Statistical downscaling methods can be placed into three main categories (Wilby and Wigley 1997): (i) regression models, (ii) weather classification schemes, and (iii) weather generators; most multisite precipitation downscaling algorithms falling into the latter two categories, for example, see work by Wilks (1998), Rajagopalan and Lall (1999), Zorita and von Storch (1999), Charles et al. (1999), Buishand and Brandsma (2001), Yates et al. (2003), and Gangopadhyay et al. (2005), among others. Wilks and Wilby (1999) review stochastic weather generators, including a brief discussion of multisite methods and approaches that include a weather classification component.

In practice, all three categories of downscaling models have strengths and weaknesses. In the case of regression, models are tightly linked with the large-scale circulation and, as a result, their application to future climate scenarios from GCMs is straightforward. The goal of this study then is to address some of the shortcomings of the regression-based approach—namely, the poor representation of extreme events, the poor representation of observed variance–covariance, and the assumption of linearity–normality of data (Wilby et al. 2004)—by introducing a regression model that is fundamentally nonlinear, probabilistic, and targeted on multiple sites. A review of current regression approaches to downscaling is presented to lay the groundwork for the proposed model.

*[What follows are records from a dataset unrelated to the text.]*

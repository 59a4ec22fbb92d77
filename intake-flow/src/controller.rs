use std::{sync::Arc, time::Duration};

use serde::Serialize;
use tracing::{info, instrument};

use crate::{
    conversation::{Conversation, Effect},
    message::Message,
    recommendation::RecommendationClient,
    stage::{Event, Stage},
};

/// Delay before the side channel's canned acknowledgement.
pub const DEFAULT_ACKNOWLEDGEMENT_DELAY: Duration = Duration::from_millis(1200);

/// Drives a [`Conversation`] through one event, including the asynchronous
/// part of a transition (the recommendation call or the acknowledgement delay).
///
/// The controller holds no per-conversation state, so one instance can be
/// shared across every session.
#[derive(Clone)]
pub struct Controller {
    client: Arc<dyn RecommendationClient>,
    acknowledgement_delay: Duration,
}

impl Controller {
    pub fn new(client: Arc<dyn RecommendationClient>) -> Self {
        Self {
            client,
            acknowledgement_delay: DEFAULT_ACKNOWLEDGEMENT_DELAY,
        }
    }

    pub fn with_acknowledgement_delay(mut self, delay: Duration) -> Self {
        self.acknowledgement_delay = delay;
        self
    }

    /// Apply `event` and wait for whatever it started to settle.
    ///
    /// Never fails: recommendation errors become the apology message and end
    /// the flow at [`Stage::Done`].
    #[instrument(skip(self, conversation, event), fields(event = event.name(), stage = ?conversation.stage()))]
    pub async fn dispatch(&self, conversation: &mut Conversation, event: Event) -> DispatchResult {
        let logged = conversation.log().len();

        let status = match conversation.apply(event) {
            Effect::Ignored => FlowStatus::Ignored,
            Effect::Buffered | Effect::Advanced { .. } => FlowStatus::from_stage(conversation.stage()),
            Effect::RequestRecommendation { history } => {
                info!(messages = history.len(), "Requesting recommendation");
                let outcome = self.client.recommend(&history).await;
                FlowStatus::from_stage(conversation.settle_recommendation(outcome))
            }
            Effect::Acknowledge { text } => {
                tokio::time::sleep(self.acknowledgement_delay).await;
                conversation.acknowledge(&text);
                FlowStatus::from_stage(conversation.stage())
            }
        };

        let log = conversation.log();
        // a restart shrinks the log back to the greeting
        let appended = if log.len() < logged {
            log.entries().to_vec()
        } else {
            log.since(logged).to_vec()
        };

        DispatchResult {
            appended,
            stage: conversation.stage(),
            status,
        }
    }
}

/// Outcome of one dispatched event.
#[derive(Debug, Clone, Serialize)]
pub struct DispatchResult {
    /// Messages appended by this event, in order. After a restart this is
    /// the fresh greeting.
    pub appended: Vec<Message>,
    pub stage: Stage,
    pub status: FlowStatus,
}

#[derive(Debug, Clone, Copy, PartialEq, Eq, Serialize)]
#[serde(rename_all = "snake_case")]
pub enum FlowStatus {
    /// The event did not apply to the current stage.
    Ignored,
    /// Waiting for the next user action.
    WaitingForInput,
    /// Reached `NextSteps` or `Done`.
    Completed,
}

impl FlowStatus {
    fn from_stage(stage: Stage) -> Self {
        if stage.is_terminal() {
            FlowStatus::Completed
        } else {
            FlowStatus::WaitingForInput
        }
    }
}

Recent studies have adopted multivariate linear regression models such as canonical correlation analysis or maximum covariance analysis (Uvo et al. 2001) for multisite downscaling tasks. Other methods, such as expanded downscaling (Bürger 1996), extend the multivariate linear regression model by constraining the spatial covariance matrices of the predictions and observations to be the same. Because they are linear in their parameters, these methods may fail when nonlinear relationships are present, for instance, when trying to predict daily precipitation amounts (Yuval and Hsieh 2002). Expanded downscaling deals with nonlinearity by normalizing the predictors and predictands prior to estimating the regression parameters. However, Bürger and Chen (2005) found the resulting model was very sensitive to how the predictors–predictands were normalized. Other forms of nonlinearity—for example, higher-order interactions between predictors—may also be difficult to incorporate into the expanded downscaling model.

Flexible nonlinear regression models like artificial neural networks (ANNs), which can represent arbitrary forms of nonlinearity and complicated interactions between predictors, may yield better predictions than classical linear models for a variable (e.g., precipitation; Yuval and Hsieh 2002). Comparisons between ANNs with multiple outputs versus single outputs have demonstrated the potential of the multivariate approach (Caruana 1997; Mackay 1998), which suggests that multivariate ANNs may be well suited to multisite downscaling. However, trials by the author on a multisite temperature dataset found that model constraints, as in the expanded downscaling model, were needed to ensure that spatial relationships were modeled realistically.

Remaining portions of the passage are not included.